▸ WHAT YOU HAVE TO DO:
Nothing but a number is expected: the count of lines in the data below that include "wider".
***** DATA FOR THIS EXERCISE
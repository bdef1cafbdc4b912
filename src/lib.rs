//! # chunked_json
//!
//! A resumable JSON writer that never needs the whole document in memory.
//!
//! ## How it works
//!
//! Values are written into a bounded [`Sink`]. Every writer follows one contract:
//! [`JsonWrite::write_json`] returns `Ok(true)` once its value is complete, or
//! `Ok(false)` when the sink should be flushed before it continues. Progress
//! lives on an explicit [`WriteStack`] inside the [`WriterState`], one frame per
//! nesting level, so a suspended write resumes exactly where it stopped:
//!
//! - collections remember the next element and whether its separator or member
//!   name is already out
//! - large strings, UTF-16 text and binary data are emitted in slices, so a
//!   multi-megabyte value never needs a buffer of its own size
//! - escape sequences and base64 groups are never split across flushes
//!
//! The output is byte-for-byte identical whatever the buffer size.
//!
//! ## Quick Start
//!
//! ```rust
//! use chunked_json::{json_object, to_string, to_string_with_options, WriterOptions};
//!
//! struct User {
//!     id: u32,
//!     name: String,
//!     tags: Vec<String>,
//! }
//!
//! json_object!(User { id, name, tags });
//!
//! let user = User {
//!     id: 123,
//!     name: "Alice \"Al\" Smith".to_string(),
//!     tags: vec!["admin".to_string()],
//! };
//!
//! let expected = r#"{"id":123,"name":"Alice \"Al\" Smith","tags":["admin"]}"#;
//! assert_eq!(to_string(&user).unwrap(), expected);
//!
//! // A 4-byte buffer produces the same bytes, one flush at a time.
//! let tiny = WriterOptions::new().with_buffer_capacity(4);
//! assert_eq!(to_string_with_options(&user, tiny).unwrap(), expected);
//! ```
//!
//! ### Driving the writer yourself
//!
//! ```rust
//! use chunked_json::{BufferSink, JsonWrite, WriterOptions, WriterState};
//!
//! let text = "x".repeat(10_000);
//! let mut sink = BufferSink::with_capacity(Vec::new(), 256);
//! let mut state = WriterState::new(&mut sink, WriterOptions::new());
//!
//! let mut calls = 1;
//! while !text.write_json(&mut state).unwrap() {
//!     state.flush().unwrap();
//!     calls += 1;
//! }
//! state.flush().unwrap();
//! drop(state);
//!
//! assert!(calls > 1);
//! assert_eq!(sink.into_inner().len(), 10_002);
//! ```
//!
//! ### Serde types
//!
//! Anything that implements `Serialize` can be converted to a [`Value`] first:
//!
//! ```rust
//! use chunked_json::{to_string, to_value};
//! use serde::Serialize;
//!
//! #[derive(Serialize)]
//! struct Point { x: i32, y: i32 }
//!
//! let value = to_value(&Point { x: 1, y: 2 }).unwrap();
//! assert_eq!(to_string(&value).unwrap(), r#"{"x":1,"y":2}"#);
//! ```

pub mod chunked;
pub mod composite;
pub mod encoder;
pub mod error;
pub mod flush;
pub mod macros;
pub mod map;
pub mod options;
pub mod registry;
pub mod scalar;
pub mod ser;
pub mod sink;
pub mod stack;
pub mod state;
pub mod value;
pub mod write;

pub use chunked::{write_binary, write_text, write_utf16, Bytes, Utf16};
pub use composite::{write_array, write_object, JsonObject, Streamed, StreamedObject};
pub use encoder::{EncodeStatus, Encoded, JsonTextEncoder, TextEncoder};
pub use error::{Error, Result};
pub use flush::{flush, should_flush, write_to_completion, Completion};
pub use map::Map;
pub use options::{EscapeMode, NonFiniteFloats, WriterOptions};
pub use registry::{Dynamic, Registry};
pub use scalar::{write_enum, JsonEnum};
pub use ser::{to_value, ValueSerializer};
pub use sink::{BufferSink, Sink};
pub use stack::{Frame, FrameKind, PropertyProgress, ValueProgress, WriteStack};
pub use state::WriterState;
pub use value::{Number, Value};
pub use write::JsonWrite;

use std::io;

fn write_buffered<W, T>(writer: W, value: &T, options: WriterOptions) -> Result<W>
where
    W: io::Write,
    T: ?Sized + JsonWrite,
{
    let mut sink = BufferSink::with_capacity(writer, options.buffer_capacity);
    if let Some(limit) = options.max_buffer {
        sink = sink.with_limit(limit);
    }
    {
        let mut state = WriterState::new(&mut sink, options);
        write_to_completion(value, &mut state)?;
        state.flush()?;
    }
    Ok(sink.into_inner())
}

/// Writes `value` to a JSON byte vector.
///
/// # Examples
///
/// ```rust
/// use chunked_json::{to_vec, Bytes};
///
/// assert_eq!(to_vec(&Bytes(b"hi")).unwrap(), b"\"aGk=\"");
/// ```
///
/// # Errors
///
/// Returns the first terminal error raised by a writer.
#[must_use = "this returns the result of the operation, errors must be handled"]
pub fn to_vec<T>(value: &T) -> Result<Vec<u8>>
where
    T: ?Sized + JsonWrite,
{
    to_vec_with_options(value, WriterOptions::default())
}

#[must_use = "this returns the result of the operation, errors must be handled"]
pub fn to_vec_with_options<T>(value: &T, options: WriterOptions) -> Result<Vec<u8>>
where
    T: ?Sized + JsonWrite,
{
    write_buffered(Vec::new(), value, options)
}

/// Writes `value` to a JSON string.
///
/// # Examples
///
/// ```rust
/// use chunked_json::to_string;
///
/// assert_eq!(to_string(&vec![Some(1), None]).unwrap(), "[1,null]");
/// assert_eq!(to_string("tab\there").unwrap(), r#""tab\there""#);
/// ```
///
/// # Errors
///
/// Returns the first terminal error raised by a writer.
#[must_use = "this returns the result of the operation, errors must be handled"]
pub fn to_string<T>(value: &T) -> Result<String>
where
    T: ?Sized + JsonWrite,
{
    to_string_with_options(value, WriterOptions::default())
}

#[must_use = "this returns the result of the operation, errors must be handled"]
pub fn to_string_with_options<T>(value: &T, options: WriterOptions) -> Result<String>
where
    T: ?Sized + JsonWrite,
{
    let bytes = to_vec_with_options(value, options)?;
    String::from_utf8(bytes).map_err(Error::custom)
}

/// Writes `value` into `writer` through a bounded buffer.
///
/// At most `buffer_capacity` bytes (plus one token) are held before they are
/// handed to `writer`.
///
/// # Errors
///
/// Returns [`Error::Io`] if `writer` fails, or any terminal writer error.
#[must_use = "this returns the result of the operation, errors must be handled"]
pub fn to_writer<W, T>(writer: W, value: &T) -> Result<()>
where
    W: io::Write,
    T: ?Sized + JsonWrite,
{
    to_writer_with_options(writer, value, WriterOptions::default())
}

#[must_use = "this returns the result of the operation, errors must be handled"]
pub fn to_writer_with_options<W, T>(writer: W, value: &T, options: WriterOptions) -> Result<()>
where
    W: io::Write,
    T: ?Sized + JsonWrite,
{
    write_buffered(writer, value, options)?;
    Ok(())
}
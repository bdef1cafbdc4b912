//! Configuration options for JSON writing.
//!
//! This module provides types to customize the writer:
//!
//! - [`WriterOptions`]: Main configuration struct
//! - [`EscapeMode`]: Which characters the text encoder escapes beyond the mandatory set
//! - [`NonFiniteFloats`]: How NaN and infinities are written
//!
//! Options are read-only once a [`WriterState`](crate::WriterState) has been created.
//!
//! ## Examples
//!
//! ```rust
//! use chunked_json::{to_string_with_options, EscapeMode, WriterOptions};
//!
//! let options = WriterOptions::new().with_escape_mode(EscapeMode::Ascii);
//! let json = to_string_with_options("héllo", options).unwrap();
//! assert_eq!(json, "\"h\\u00e9llo\"");
//!
//! let options = WriterOptions::new().with_quote_large_integers(true);
//! let json = to_string_with_options(&42i64, options).unwrap();
//! assert_eq!(json, "\"42\"");
//! ```

/// Smallest slice the chunked encoders will take from a large value.
pub const MIN_CHUNK_SIZE: usize = 4;

/// Escaping policy for text.
///
/// Quotes, backslashes and control characters are always escaped:
///
/// - **Minimal**: Default, nothing else
/// - **Html**: Also `<`, `>`, `&`, `'`, `+`, backtick and the JavaScript line separators
/// - **Ascii**: Also every non-ASCII character, so the output is pure ASCII
///
/// # Examples
///
/// ```rust
/// use chunked_json::EscapeMode;
///
/// assert!(EscapeMode::Html.escapes_html());
/// assert!(!EscapeMode::Minimal.escapes_non_ascii());
/// ```
#[derive(Clone, Copy, Debug, PartialEq, Eq, Default)]
pub enum EscapeMode {
    #[default]
    Minimal,
    Html,
    Ascii,
}

impl EscapeMode {
    #[must_use]
    pub const fn escapes_html(&self) -> bool {
        matches!(self, EscapeMode::Html)
    }

    #[must_use]
    pub const fn escapes_non_ascii(&self) -> bool {
        matches!(self, EscapeMode::Ascii)
    }
}

/// Policy for floating point values JSON cannot represent.
#[derive(Clone, Copy, Debug, PartialEq, Eq, Default)]
pub enum NonFiniteFloats {
    /// Reject with [`Error::InvalidValue`](crate::Error::InvalidValue).
    #[default]
    Error,
    /// Write `null`.
    Null,
    /// Write `"NaN"`, `"INF"` or `"-INF"`.
    Quoted,
}

/// Configuration options for the writer.
///
/// # Examples
///
/// ```rust
/// use chunked_json::WriterOptions;
///
/// let options = WriterOptions::new()
///     .with_chunk_size(512)
///     .with_buffer_capacity(4096)
///     .with_flush_threshold(32);
/// assert_eq!(options.chunk_size, 512);
/// ```
#[derive(Clone, Debug)]
pub struct WriterOptions {
    /// Nominal number of source units taken per step when chunking large values.
    pub chunk_size: usize,
    /// Low-water mark: the sink is flushed once its free capacity drops below this.
    pub flush_threshold: usize,
    /// Soft capacity of the sink created by the convenience entry points.
    pub buffer_capacity: usize,
    /// Hard limit for the sink created by the convenience entry points.
    pub max_buffer: Option<usize>,
    /// Emit 64-bit and wider integers as quoted strings.
    pub quote_large_integers: bool,
    pub non_finite_floats: NonFiniteFloats,
    pub escape_mode: EscapeMode,
    /// Write unpaired UTF-16 surrogates as `\uXXXX` instead of failing.
    pub allow_lone_surrogates: bool,
}

impl Default for WriterOptions {
    fn default() -> Self {
        WriterOptions {
            chunk_size: 2048,
            flush_threshold: 16,
            buffer_capacity: 16 * 1024,
            max_buffer: None,
            quote_large_integers: false,
            non_finite_floats: NonFiniteFloats::default(),
            escape_mode: EscapeMode::default(),
            allow_lone_surrogates: false,
        }
    }
}

impl WriterOptions {
    /// Creates default options (2048-unit chunks, 16 KiB buffer, minimal escaping).
    ///
    /// # Examples
    ///
    /// ```rust
    /// use chunked_json::WriterOptions;
    ///
    /// let options = WriterOptions::new();
    /// assert_eq!(options.chunk_size, 2048);
    /// assert!(!options.quote_large_integers);
    /// ```
    #[must_use]
    pub fn new() -> Self {
        Self::default()
    }

    /// Sets the nominal chunk size. Values below [`MIN_CHUNK_SIZE`] are raised to it.
    #[must_use]
    pub fn with_chunk_size(mut self, chunk_size: usize) -> Self {
        self.chunk_size = chunk_size.max(MIN_CHUNK_SIZE);
        self
    }

    #[must_use]
    pub fn with_flush_threshold(mut self, threshold: usize) -> Self {
        self.flush_threshold = threshold;
        self
    }

    /// Sets the soft sink capacity used by [`to_vec_with_options`](crate::to_vec_with_options)
    /// and friends. A capacity of 1 forces a flush after every token.
    #[must_use]
    pub fn with_buffer_capacity(mut self, capacity: usize) -> Self {
        self.buffer_capacity = capacity;
        self
    }

    #[must_use]
    pub fn with_max_buffer(mut self, limit: usize) -> Self {
        self.max_buffer = Some(limit);
        self
    }

    /// Emits `i64`, `u64` and wider integers as quoted strings, for consumers that
    /// parse numbers as IEEE 754 doubles.
    ///
    /// # Examples
    ///
    /// ```rust
    /// use chunked_json::WriterOptions;
    ///
    /// let options = WriterOptions::new().with_quote_large_integers(true);
    /// assert!(options.quote_large_integers);
    /// ```
    #[must_use]
    pub fn with_quote_large_integers(mut self, quote: bool) -> Self {
        self.quote_large_integers = quote;
        self
    }

    #[must_use]
    pub fn with_non_finite_floats(mut self, policy: NonFiniteFloats) -> Self {
        self.non_finite_floats = policy;
        self
    }

    #[must_use]
    pub fn with_escape_mode(mut self, mode: EscapeMode) -> Self {
        self.escape_mode = mode;
        self
    }

    #[must_use]
    pub fn with_allow_lone_surrogates(mut self, allow: bool) -> Self {
        self.allow_lone_surrogates = allow;
        self
    }
}
impl TextEncoder for JsonTextEncoder {
    fn first_index_needing_escape(&self, text: &[u8]) -> Option<usize> {
        let mut i = 0;
        while i < text.len() {
            let b = text[i];
            if b < 0x80 {
                if self.ascii_needs_escape(b) {
                    return Some(i);
                }
            } else if self.mode.escapes_non_ascii() {
                return Some(i);
            } else if self.mode.escapes_html()
                && b == 0xE2
                && text.get(i + 1) == Some(&0x80)
                && matches!(text.get(i + 2), Some(0xA8) | Some(0xA9))
            {
                return Some(i);
            }
            i += 1;
        }
        None
    }

    fn first_index_needing_escape_utf16(&self, text: &[u16]) -> Option<usize> {
        text.iter()
            .position(|&unit| unit >= 0x80 || self.ascii_needs_escape(unit as u8))
    }

    fn encode(&self, src: &[u8], dst: &mut [u8], is_final: bool) -> Encoded {
        let (valid_len, tail) = match std::str::from_utf8(src) {
            Ok(_) => (src.len(), EncodeStatus::Done),
            Err(e) if e.error_len().is_none() && !is_final => {
                (e.valid_up_to(), EncodeStatus::NeedMoreData)
            }
            Err(e) => (e.valid_up_to(), EncodeStatus::InvalidData),
        };
        let text = match std::str::from_utf8(&src[..valid_len]) {
            Ok(text) => text,
            Err(e) => return Encoded::new(EncodeStatus::InvalidData, e.valid_up_to(), 0),
        };

        let bytes = text.as_bytes();
        let mut read = 0;
        let mut written = 0;
        while read < bytes.len() {
            let run = self
                .first_index_needing_escape(&bytes[read..])
                .unwrap_or(bytes.len() - read);
            if run > 0 {
                let room = dst.len() - written;
                let n = floor_char_boundary(&bytes[read..], run.min(room));
                dst[written..written + n].copy_from_slice(&bytes[read..read + n]);
                read += n;
                written += n;
                if n < run {
                    return Encoded::new(EncodeStatus::DestinationTooSmall, read, written);
                }
                continue;
            }

            let Some(ch) = text[read..].chars().next() else {
                break;
            };
            let mut scratch = [0u8; MAX_ESCAPED_CHAR_LEN];
            let len = self.escape_char(ch, &mut scratch);
            if written + len > dst.len() {
                return Encoded::new(EncodeStatus::DestinationTooSmall, read, written);
            }
            dst[written..written + len].copy_from_slice(&scratch[..len]);
            read += ch.len_utf8();
            written += len;
        }
        Encoded::new(tail, read, written)
    }

    fn encode_utf16(&self, src: &[u16], dst: &mut [u8], is_final: bool) -> Encoded {
        let mut read = 0;
        let mut written = 0;
        while read < src.len() {
            let unit = src[read];
            if unit < 0x80 && !self.ascii_needs_escape(unit as u8) {
                if written == dst.len() {
                    return Encoded::new(EncodeStatus::DestinationTooSmall, read, written);
                }
                dst[written] = unit as u8;
                read += 1;
                written += 1;
                continue;
            }

            let (decoded, width) = match unit {
                0xD800..=0xDBFF => match src.get(read + 1) {
                    Some(&next) if (0xDC00..=0xDFFF).contains(&next) => {
                        let scalar =
                            0x10000 + (((unit as u32) - 0xD800) << 10) + ((next as u32) - 0xDC00);
                        (char::from_u32(scalar), 2)
                    }
                    Some(_) => (None, 1),
                    None if !is_final => {
                        return Encoded::new(EncodeStatus::NeedMoreData, read, written);
                    }
                    None => (None, 1),
                },
                _ => (char::from_u32(unit as u32), 1),
            };

            let mut scratch = [0u8; MAX_ESCAPED_CHAR_LEN];
            let len = match decoded {
                Some(ch) => self.escape_char(ch, &mut scratch),
                None if self.allow_lone_surrogates => write_unit_escape(unit, &mut scratch),
                None => return Encoded::new(EncodeStatus::InvalidData, read, written),
            };
            if written + len > dst.len() {
                return Encoded::new(EncodeStatus::DestinationTooSmall, read, written);
            }
            dst[written..written + len].copy_from_slice(&scratch[..len]);
            read += width;
            written += len;
        }
        Encoded::new(EncodeStatus::Done, read, written)
    }
}
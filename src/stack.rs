//! The write stack: resumable progress for every open nesting level.
//!
//! Frames live in one `Vec` indexed by nesting depth. Slots are reused across
//! values, so after the deepest level has been reached once, suspending and
//! resuming never allocates.
//!
//! Three counters describe the stack:
//!
//! - `depth` is the nesting level of the writer currently executing,
//! - `active` is the number of slots holding live progress from an earlier call,
//! - `frames.len()` is the number of slots ever allocated.
//!
//! A writer at depth `d` is resuming exactly when `d < active`.

use crate::{Error, Result};
use std::fmt;

/// Whether the opening token of a value has been emitted.
///
/// Progress is monotonic: `NotStarted -> Opened -> Done`.
#[derive(Clone, Copy, Debug, PartialEq, Eq, PartialOrd, Ord, Default)]
pub enum ValueProgress {
    #[default]
    NotStarted,
    Opened,
    Done,
}

/// Whether the current member's name (or, for arrays, its separating comma) has
/// been emitted ahead of its value.
#[derive(Clone, Copy, Debug, PartialEq, Eq, Default)]
pub enum PropertyProgress {
    #[default]
    None,
    NameWritten,
}

/// What kind of writer owns a frame.
#[derive(Clone, Copy, Debug, PartialEq, Eq, Default)]
pub enum FrameKind {
    #[default]
    Array,
    Stream,
    Object,
    ObjectStream,
    Text,
    Utf16Text,
    Binary,
}

/// Resumable progress for one open value.
#[derive(Default)]
pub struct Frame {
    pub kind: FrameKind,
    /// Address of the value's backing storage, used to detect a different value.
    pub identity: usize,
    /// Element or unit count observed when the frame was opened.
    pub source_len: usize,
    /// Element index for collections, unit index for chunked values.
    pub cursor: usize,
    pub value_progress: ValueProgress,
    pub property_progress: PropertyProgress,
    /// Input unit read but not yet encoded.
    pub pending_tail: Option<u16>,
}

impl Frame {
    pub fn new(kind: FrameKind, identity: usize, source_len: usize) -> Self {
        Frame {
            kind,
            identity,
            source_len,
            ..Frame::default()
        }
    }

    /// Checks that a resumed frame belongs to the value being written.
    ///
    /// # Errors
    ///
    /// Returns [`Error::Protocol`] if the kind, identity or length differ.
    pub fn expect(&self, kind: FrameKind, identity: usize, source_len: usize) -> Result<()> {
        if self.kind != kind {
            return Err(Error::Protocol(format!(
                "expected to resume a {:?} value, found a suspended {:?} frame",
                kind, self.kind
            )));
        }
        if self.identity != identity {
            return Err(Error::protocol(
                "a different value was supplied while a suspended write expects resumption",
            ));
        }
        if self.source_len != source_len {
            return Err(Error::Protocol(format!(
                "value length changed from {} to {} between resumptions",
                self.source_len, source_len
            )));
        }
        Ok(())
    }
}

impl fmt::Debug for Frame {
    fn fmt(&self, f: &mut fmt::Formatter<'_>) -> fmt::Result {
        f.debug_struct("Frame")
            .field("kind", &self.kind)
            .field("identity", &format_args!("{:#x}", self.identity))
            .field("source_len", &self.source_len)
            .field("cursor", &self.cursor)
            .field("value_progress", &self.value_progress)
            .field("property_progress", &self.property_progress)
            .field("pending_tail", &self.pending_tail)
            .finish()
    }
}

/// Index-addressed stack of [`Frame`]s.
#[derive(Debug, Default)]
pub struct WriteStack {
    frames: Vec<Frame>,
    active: usize,
    depth: usize,
}

impl WriteStack {
    pub fn new() -> Self {
        Self::default()
    }

    /// Nesting level of the writer currently executing.
    pub fn depth(&self) -> usize {
        self.depth
    }

    /// Number of levels holding suspended progress.
    pub fn active(&self) -> usize {
        self.active
    }

    pub fn is_suspended(&self) -> bool {
        self.active > 0
    }

    /// Suspended frame at `depth`, if any.
    pub fn frame(&self, depth: usize) -> Option<&Frame> {
        if depth < self.active {
            self.frames.get(depth)
        } else {
            None
        }
    }

    /// Takes the suspended frame for the current depth out of its slot.
    ///
    /// Returns `None` when the writer at this depth is starting fresh. The caller
    /// owns the frame until it calls [`suspend`](Self::suspend) or
    /// [`complete`](Self::complete).
    ///
    /// # Errors
    ///
    /// Returns [`Error::Protocol`] if the suspended frame belongs to another value.
    pub fn resume(
        &mut self,
        kind: FrameKind,
        identity: usize,
        source_len: usize,
    ) -> Result<Option<Frame>> {
        if self.depth >= self.active {
            return Ok(None);
        }
        let frame = std::mem::take(&mut self.frames[self.depth]);
        frame.expect(kind, identity, source_len)?;
        tracing::trace!(
            depth = self.depth,
            kind = ?frame.kind,
            cursor = frame.cursor,
            "resuming frame"
        );
        Ok(Some(frame))
    }

    /// Checks that no suspended frame waits at the current depth.
    ///
    /// Leaves never suspend, so a leaf written where a frame is waiting means the
    /// caller supplied a different value.
    ///
    /// # Errors
    ///
    /// Returns [`Error::Protocol`] naming the waiting frame's kind.
    pub fn expect_fresh(&self) -> Result<()> {
        if self.depth < self.active {
            return Err(Error::Protocol(format!(
                "a scalar was supplied where a suspended {:?} value expects resumption",
                self.frames[self.depth].kind
            )));
        }
        Ok(())
    }

    /// Stores `frame` at the current depth for the next call.
    pub fn suspend(&mut self, frame: Frame) {
        tracing::trace!(
            depth = self.depth,
            kind = ?frame.kind,
            cursor = frame.cursor,
            "suspending frame"
        );
        while self.frames.len() <= self.depth {
            self.frames.push(Frame::default());
        }
        self.frames[self.depth] = frame;
        self.active = self.active.max(self.depth + 1);
    }

    /// Pops the current depth after its writer finished.
    pub fn complete(&mut self) {
        if self.active > self.depth {
            self.frames[self.depth] = Frame::default();
        }
        self.active = self.active.min(self.depth);
    }

    /// Enters a child value.
    pub fn descend(&mut self) {
        self.depth += 1;
    }

    pub fn ascend(&mut self) {
        debug_assert!(self.depth > 0);
        self.depth -= 1;
    }

    /// Drops all progress, keeping the allocated slots.
    pub fn clear(&mut self) {
        for frame in &mut self.frames[..self.active] {
            *frame = Frame::default();
        }
        self.active = 0;
        self.depth = 0;
    }
}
**********
▸ EXPECTED ANSWER:
2